Danish actor and television personality (born 1963)

Peter Mygind (born 28 August 1963) is a Danish actor and television personality. He has had roles in films including the World War II drama Flame & Citron as well as several TV series such as Borgen, Unit One, Lars Von Trier's The Kingdom, Sommerdahl (aka: The Sommerdahl Murders) and the police drama series Anna Pihl, as the roommate of the title character. Mygind hosted the Dansk Melodi Grand Prix (2011) and the quiz show Boom Boom.

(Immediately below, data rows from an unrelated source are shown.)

use async_trait::async_trait;
use futures::stream::{SplitSink, SplitStream};
use futures::{SinkExt, StreamExt};
use std::time::Duration;
use tokio::net::TcpStream;
use tokio_tungstenite::tungstenite::client::IntoClientRequest;
use tokio_tungstenite::tungstenite::http::{header::AUTHORIZATION, HeaderValue};
use tokio_tungstenite::tungstenite::Message;
use tokio_tungstenite::{connect_async, MaybeTlsStream, WebSocketStream};
use tracing::{debug, info, warn};

use super::messages::{TerminateMessage, TranscriptionEvent};
use super::uplink::{AudioUplink, EventSource, UplinkConnector};
use crate::config::TranscriptionConfig;
use crate::error::{BridgeError, BridgeResult};

type WsStream = WebSocketStream<MaybeTlsStream<TcpStream>>;

/// Streaming transcription client (one connection per media leg)
#[derive(Debug, Clone)]
pub struct TranscriptionClient {
    endpoint: String,
    api_key: Option<String>,
    connect_timeout: Duration,
}

impl TranscriptionClient {
    pub fn new(config: &TranscriptionConfig) -> Self {
        Self {
            endpoint: config.endpoint(),
            api_key: config
                .api_key
                .as_deref()
                .map(str::trim)
                .filter(|key| !key.is_empty())
                .map(str::to_string),
            connect_timeout: config.connect_timeout(),
        }
    }

    pub fn endpoint(&self) -> &str {
        &self.endpoint
    }

    /// Open a connection, failing if the handshake does not finish within the timeout
    pub async fn connect(&self) -> BridgeResult<(UplinkSender, UplinkReceiver)> {
        let api_key = self
            .api_key
            .as_deref()
            .ok_or_else(|| BridgeError::Connect("no transcription credential configured".into()))?;

        let mut request = self
            .endpoint
            .as_str()
            .into_client_request()
            .map_err(|e| BridgeError::Connect(e.to_string()))?;
        let auth = HeaderValue::from_str(api_key)
            .map_err(|e| BridgeError::Connect(format!("invalid credential header: {}", e)))?;
        request.headers_mut().insert(AUTHORIZATION, auth);

        info!("Connecting to transcription backend at {}", self.endpoint);

        let (stream, _response) = tokio::time::timeout(self.connect_timeout, connect_async(request))
            .await
            .map_err(|_| {
                BridgeError::Connect(format!(
                    "handshake did not complete within {}s",
                    self.connect_timeout.as_secs()
                ))
            })?
            .map_err(|e| BridgeError::Connect(e.to_string()))?;

        info!("Connected to transcription backend");

        let (sink, stream) = stream.split();
        Ok((
            UplinkSender {
                sink,
                frames_sent: 0,
            },
            UplinkReceiver { stream },
        ))
    }
}

#[async_trait]
impl UplinkConnector for TranscriptionClient {
    async fn open(&self) -> BridgeResult<(Box<dyn AudioUplink>, Box<dyn EventSource>)> {
        let (sender, receiver) = self.connect().await?;
        Ok((Box::new(sender), Box::new(receiver)))
    }
}

/// Write half of a transcription connection
pub struct UplinkSender {
    sink: SplitSink<WsStream, Message>,
    frames_sent: u64,
}

#[async_trait]
impl AudioUplink for UplinkSender {
    async fn send_audio(&mut self, frame: Vec<u8>) -> BridgeResult<()> {
        self.sink
            .send(Message::Binary(frame.into()))
            .await
            .map_err(|e| BridgeError::Send(e.to_string()))?;
        self.frames_sent += 1;
        Ok(())
    }

    async fn terminate(&mut self) -> BridgeResult<()> {
        let payload = serde_json::to_string(&TerminateMessage::default())
            .map_err(|e| BridgeError::Send(e.to_string()))?;
        self.sink
            .send(Message::Text(payload.into()))
            .await
            .map_err(|e| BridgeError::Send(e.to_string()))
    }

    async fn close(&mut self) -> BridgeResult<()> {
        debug!("Closing transcription uplink after {} frames", self.frames_sent);
        self.sink
            .close()
            .await
            .map_err(|e| BridgeError::Send(e.to_string()))
    }
}

/// Read half of a transcription connection
pub struct UplinkReceiver {
    stream: SplitStream<WsStream>,
}

#[async_trait]
impl EventSource for UplinkReceiver {
    async fn receive_event(&mut self) -> BridgeResult<Option<TranscriptionEvent>> {
        loop {
            let decoded = match self.stream.next().await {
                None => return Ok(None),
                Some(Err(e)) => return Err(BridgeError::Receive(e.to_string())),
                Some(Ok(Message::Text(text))) => serde_json::from_str::<TranscriptionEvent>(&text),
                Some(Ok(Message::Binary(bytes))) => {
                    serde_json::from_slice::<TranscriptionEvent>(&bytes)
                }
                Some(Ok(Message::Close(frame))) => {
                    info!("Transcription backend closed the connection: {:?}", frame);
                    return Ok(None);
                }
                Some(Ok(_)) => continue,
            };

            match decoded {
                Ok(event) => return Ok(Some(event)),
                Err(e) => {
                    // Control frames are JSON; anything else is dropped.
                    warn!("Skipping undecodable transcription payload: {}", e);
                }
            }
        }
    }
}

In 2005, he participated in Vild Med Dans, the Danish production of Dancing with the Stars.

==Filmography==

| Year | Title | Role | Notes |
|---|---|---|---|
| 1991 | Høfeber | Hubert |  |
| 1994 | The Kingdom | Morten 'Mogge' Moesgaard | 8 episodes |
| 1996 | Krystalbarnet | Myrdal |  |
| 1997 | Hannibal and Jerry [da] | Glarmesteren |  |
| 1998 | Baby Doom | Max Ram |  |
| 1998 | Afmagt | Den Fremmede |  |
| 2001 | Flyvende farmor | Vagtmand ved færgeleje |  |
| 2001 | Truly Human | Walther |  |
| 2005 | De tre musketerer | Buckingham | Voice |
| 2006 | Sprængfarlig bombe | Tom Frej |  |
| 2008 | Flame and Citron | Aksel Winther |  |
| 2010 | Min søsters børn vælter Nordjylland | Onkel |  |
| 2012 | Min søsters børn alene hjemme | Erik Lund |  |
| 2012 | Kufferten | Officeren |  |
| 2013 | Min søsters børn i Afrika | Erik Lund |  |
| 2018 | Så længe jeg lever [da] | Meisner |  |
| 2019 | Last Christmas | The Dane aka 'Boy' |  |
| 2022 | The Kingdom | Morten 'Mogge' Moesgaard | 5 episodes |

==Personal life==
Mygind was born in Frederiksberg, the son of actress and theater director Jytte Abildstrøm and her husband, Søren Mygind. His brother is Lars Mygind. On 10 August 1996 he married television journalist Lise Mühlhausen.

==Public Speaking==
- "Du kan, hvad du vil"
- "Mobning"
- "Arbejdsglæde"
- "Sygehusvæsnet"
- "Forældre og unge"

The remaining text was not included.